[DATA SUPPLIED — start]

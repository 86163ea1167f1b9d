//! Creates the human and mosquito populations and seeds the initial
//! infections.
//!
//! Every human and every mosquito is assigned to a house drawn uniformly at
//! random. Then `round(initialHumanInfectionFraction * humans)` distinct
//! humans start Infected, each drawing treatment like any new infection, and
//! `round(initialInfectiousMosquitoFraction * mosquitoes)` distinct
//! mosquitoes start Infectious. Seeding happens on day 0.
use log::{debug, trace};
use rand::seq::index;

use crate::context::Context;
use crate::define_rng;
use crate::error::SimulationError;
use crate::houses::HouseId;
use crate::humans::{ContextHumansExt, HumanId};
use crate::infection_manager::draw_treatment;
use crate::mosquitoes::{ContextMosquitoesExt, MosquitoSlot};
use crate::parameters::ContextParametersExt;
use crate::random::ContextRandomExt;

define_rng!(PopulationRng);
define_rng!(SeedingRng);

/// Number of agents seeded for a fraction of a population
#[allow(
    clippy::cast_possible_truncation,
    clippy::cast_sign_loss,
    clippy::cast_precision_loss
)]
#[must_use]
pub fn seed_count(fraction: f64, population: usize) -> usize {
    ((fraction * population as f64).round() as usize).min(population)
}

/// Pick `amount` distinct indices below `length`, in increasing order.
fn sample_distinct(context: &Context, length: usize, amount: usize) -> Vec<usize> {
    let mut picked = context
        .sample(SeedingRng, |rng| index::sample(rng, length, amount))
        .into_vec();
    picked.sort_unstable();
    picked
}

/// # Errors
///
/// Returns a `ConfigurationError` if the parameters were not set, or a
/// `ComputationError` if the houses were not created first.
pub fn init(context: &mut Context) -> Result<(), SimulationError> {
    trace!("initializing population");
    let parameters = context.get_parameters()?;
    let num_humans = parameters.num_humans;
    let num_mosquitoes = parameters.num_mosquitoes;
    let num_houses = parameters.num_houses;
    let human_seeds = seed_count(parameters.initial_human_infection_fraction, num_humans);
    let mosquito_seeds = seed_count(
        parameters.initial_infectious_mosquito_fraction,
        num_mosquitoes,
    );

    for _ in 0..num_humans {
        let house_id = HouseId(context.sample_range(PopulationRng, 0..num_houses));
        context.add_human(house_id)?;
    }
    for _ in 0..num_mosquitoes {
        let house_id = HouseId(context.sample_range(PopulationRng, 0..num_houses));
        context.add_mosquito(house_id)?;
    }

    for position in sample_distinct(context, num_humans, human_seeds) {
        let under_treatment = draw_treatment(context)?;
        context.infect_human(HumanId(position), 0, under_treatment)?;
    }
    for slot in sample_distinct(context, num_mosquitoes, mosquito_seeds) {
        context.seed_infectious_mosquito(MosquitoSlot(slot), 0)?;
    }

    debug!(
        "created {num_humans} humans and {num_mosquitoes} mosquitoes; \
         seeded {human_seeds} infected humans and {mosquito_seeds} infectious mosquitoes"
    );
    Ok(())
}

#[cfg(test)]
mod tests {
    use super::*;
    use crate::houses;
    use crate::humans::HumanState;
    use crate::mosquitoes::MosquitoState;
    use crate::parameters::ScenarioInput;

    fn setup(input: &ScenarioInput, seed: u64) -> Context {
        let mut context = Context::new();
        context.init_random(seed);
        context.init_parameters(input).unwrap();
        houses::init(&mut context).unwrap();
        init(&mut context).unwrap();
        context
    }

    fn scenario() -> ScenarioInput {
        ScenarioInput {
            human_population: 1000,
            mosquito_population: 2000,
            num_houses: 50,
            num_days: 10,
            ..ScenarioInput::default()
        }
    }

    #[test]
    fn seed_count_rounds_and_caps() {
        assert_eq!(seed_count(0.01, 1000), 10);
        assert_eq!(seed_count(0.01, 149), 1);
        assert_eq!(seed_count(0.01, 49), 0);
        assert_eq!(seed_count(0.0, 1000), 0);
        assert_eq!(seed_count(1.0, 7), 7);
    }

    #[test]
    fn populations_are_created_and_seeded() {
        let context = setup(&scenario(), 42);
        assert_eq!(context.get_human_count(), 1000);
        assert_eq!(context.get_mosquito_count(), 2000);

        let humans = context.count_human_states();
        assert_eq!(humans.infected, 10);
        assert_eq!(humans.susceptible, 990);
        assert_eq!(humans.recovered, 0);

        let mosquitoes = context.count_mosquito_states();
        assert_eq!(mosquitoes.infectious, 20);
        assert_eq!(mosquitoes.exposed, 0);

        for human in context.get_humans() {
            assert!(human.house_id.0 < 50);
            if human.state == HumanState::Infected {
                assert_eq!(human.infection_day, 0);
                assert!(!human.under_treatment);
            }
        }
        for mosquito in context.get_mosquitoes() {
            assert!(mosquito.house_id.0 < 50);
        }
    }

    #[test]
    fn full_treatment_treats_seeded_humans() {
        let context = setup(
            &ScenarioInput {
                treatment_rate: 1.0,
                ..scenario()
            },
            3,
        );
        assert!(context
            .get_humans()
            .iter()
            .filter(|human| human.state == HumanState::Infected)
            .all(|human| human.under_treatment));
    }

    #[test]
    fn every_house_is_reachable_through_the_resident_index() {
        let context = setup(&scenario(), 8);
        let indexed: usize = (0..50)
            .map(|house| context.get_residents(HouseId(house)).len())
            .sum();
        assert_eq!(indexed, 1000);
    }

    #[test]
    fn seeding_is_reproducible() {
        let infected = |context: &Context| -> Vec<HumanId> {
            context
                .get_humans()
                .iter()
                .filter(|human| human.state == HumanState::Infected)
                .map(|human| human.id)
                .collect()
        };
        let first = setup(&scenario(), 99);
        let second = setup(&scenario(), 99);
        assert_eq!(infected(&first), infected(&second));
        let infectious_slots = |context: &Context| -> Vec<usize> {
            context
                .get_mosquitoes()
                .iter()
                .enumerate()
                .filter(|(_, mosquito)| mosquito.state == MosquitoState::Infectious)
                .map(|(slot, _)| slot)
                .collect()
        };
        assert_eq!(infectious_slots(&first), infectious_slots(&second));
    }

    #[test]
    fn requires_houses() {
        let mut context = Context::new();
        context.init_random(1);
        context.init_parameters(&scenario()).unwrap();
        assert!(matches!(
            init(&mut context),
            Err(SimulationError::ComputationError(_))
        ));
    }
}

[DATA SUPPLIED — finish]

● **ABOUT THIS EXERCISE**:
Reproduce all the entries above. Match them exactly.

● **WRITTEN RESPONSE**:
repository 86163ea1167f1b9d
//! Creates the human and mosquito populations and seeds the initial
//! infections.
//!
//! Every human and every mosquito is assigned to a house drawn uniformly at
//! random. Then `round(initialHumanInfectionFraction * humans)` distinct
//! humans start Infected, each drawing treatment like any new infection, and
//! `round(initialInfectiousMosquitoFraction * mosquitoes)` distinct
//! mosquitoes start Infectious. Seeding happens on day 0.
use log::{debug, trace};
use rand::seq::index;

use crate::context::Context;
use crate::define_rng;
use crate::error::SimulationError;
use crate::houses::HouseId;
use crate::humans::{ContextHumansExt, HumanId};
use crate::infection_manager::draw_treatment;
use crate::mosquitoes::{ContextMosquitoesExt, MosquitoSlot};
use crate::parameters::ContextParametersExt;
use crate::random::ContextRandomExt;

define_rng!(PopulationRng);
define_rng!(SeedingRng);

/// Number of agents seeded for a fraction of a population
#[allow(
    clippy::cast_possible_truncation,
    clippy::cast_sign_loss,
    clippy::cast_precision_loss
)]
#[must_use]
pub fn seed_count(fraction: f64, population: usize) -> usize {
    ((fraction * population as f64).round() as usize).min(population)
}

/// Pick `amount` distinct indices below `length`, in increasing order.
fn sample_distinct(context: &Context, length: usize, amount: usize) -> Vec<usize> {
    let mut picked = context
        .sample(SeedingRng, |rng| index::sample(rng, length, amount))
        .into_vec();
    picked.sort_unstable();
    picked
}

/// # Errors
///
/// Returns a `ConfigurationError` if the parameters were not set, or a
/// `ComputationError` if the houses were not created first.
pub fn init(context: &mut Context) -> Result<(), SimulationError> {
    trace!("initializing population");
    let parameters = context.get_parameters()?;
    let num_humans = parameters.num_humans;
    let num_mosquitoes = parameters.num_mosquitoes;
    let num_houses = parameters.num_houses;
    let human_seeds = seed_count(parameters.initial_human_infection_fraction, num_humans);
    let mosquito_seeds = seed_count(
        parameters.initial_infectious_mosquito_fraction,
        num_mosquitoes,
    );

    for _ in 0..num_humans {
        let house_id = HouseId(context.sample_range(PopulationRng, 0..num_houses));
        context.add_human(house_id)?;
    }
    for _ in 0..num_mosquitoes {
        let house_id = HouseId(context.sample_range(PopulationRng, 0..num_houses));
        context.add_mosquito(house_id)?;
    }

    for position in sample_distinct(context, num_humans, human_seeds) {
        let under_treatment = draw_treatment(context)?;
        context.infect_human(HumanId(position), 0, under_treatment)?;
    }
    for slot in sample_distinct(context, num_mosquitoes, mosquito_seeds) {
        context.seed_infectious_mosquito(MosquitoSlot(slot), 0)?;
    }

    debug!(
        "created {num_humans} humans and {num_mosquitoes} mosquitoes; \
         seeded {human_seeds} infected humans and {mosquito_seeds} infectious mosquitoes"
    );
    Ok(())
}

#[cfg(test)]
mod tests {
    use super::*;
    use crate::houses;
    use crate::humans::HumanState;
    use crate::mosquitoes::MosquitoState;
    use crate::parameters::ScenarioInput;

    fn setup(input: &ScenarioInput, seed: u64) -> Context {
        let mut context = Context::new();
        context.init_random(seed);
        context.init_parameters(input).unwrap();
        houses::init(&mut context).unwrap();
        init(&mut context).unwrap();
        context
    }

    fn scenario() -> ScenarioInput {
        ScenarioInput {
            human_population: 1000,
            mosquito_population: 2000,
            num_houses: 50,
            num_days: 10,
            ..ScenarioInput::default()
        }
    }

    #[test]
    fn seed_count_rounds_and_caps() {
        assert_eq!(seed_count(0.01, 1000), 10);
        assert_eq!(seed_count(0.01, 149), 1);
        assert_eq!(seed_count(0.01, 49), 0);
        assert_eq!(seed_count(0.0, 1000), 0);
        assert_eq!(seed_count(1.0, 7), 7);
    }

    #[test]
    fn populations_are_created_and_seeded() {
        let context = setup(&scenario(), 42);
        assert_eq!(context.get_human_count(), 1000);
        assert_eq!(context.get_mosquito_count(), 2000);

        let humans = context.count_human_states();
        assert_eq!(humans.infected, 10);
        assert_eq!(humans.susceptible, 990);
        assert_eq!(humans.recovered, 0);

        let mosquitoes = context.count_mosquito_states();
        assert_eq!(mosquitoes.infectious, 20);
        assert_eq!(mosquitoes.exposed, 0);

        for human in context.get_humans() {
            assert!(human.house_id.0 < 50);
            if human.state == HumanState::Infected {
                assert_eq!(human.infection_day, 0);
                assert!(!human.under_treatment);
            }
        }
        for mosquito in context.get_mosquitoes() {
            assert!(mosquito.house_id.0 < 50);
        }
    }

    #[test]
    fn full_treatment_treats_seeded_humans() {
        let context = setup(
            &ScenarioInput {
                treatment_rate: 1.0,
                ..scenario()
            },
            3,
        );
        assert!(context
            .get_humans()
            .iter()
            .filter(|human| human.state == HumanState::Infected)
            .all(|human| human.under_treatment));
    }

    #[test]
    fn every_house_is_reachable_through_the_resident_index() {
        let context = setup(&scenario(), 8);
        let indexed: usize = (0..50)
            .map(|house| context.get_residents(HouseId(house)).len())
            .sum();
        assert_eq!(indexed, 1000);
    }

    #[test]
    fn seeding_is_reproducible() {
        let infected = |context: &Context| -> Vec<HumanId> {
            context
                .get_humans()
                .iter()
                .filter(|human| human.state == HumanState::Infected)
                .map(|human| human.id)
                .collect()
        };
        let first = setup(&scenario(), 99);
        let second = setup(&scenario(), 99);
        assert_eq!(infected(&first), infected(&second));
        let infectious_slots = |context: &Context| -> Vec<usize> {
            context
                .get_mosquitoes()
                .iter()
                .enumerate()
                .filter(|(_, mosquito)| mosquito.state == MosquitoState::Infectious)
                .map(|(slot, _)| slot)
                .collect()
        };
        assert_eq!(infectious_slots(&first), infectious_slots(&second));
    }

    #[test]
    fn requires_houses() {
        let mut context = Context::new();
        context.init_random(1);
        context.init_parameters(&scenario()).unwrap();
        assert!(matches!(
            init(&mut context),
            Err(SimulationError::ComputationError(_))
        ));
    }
}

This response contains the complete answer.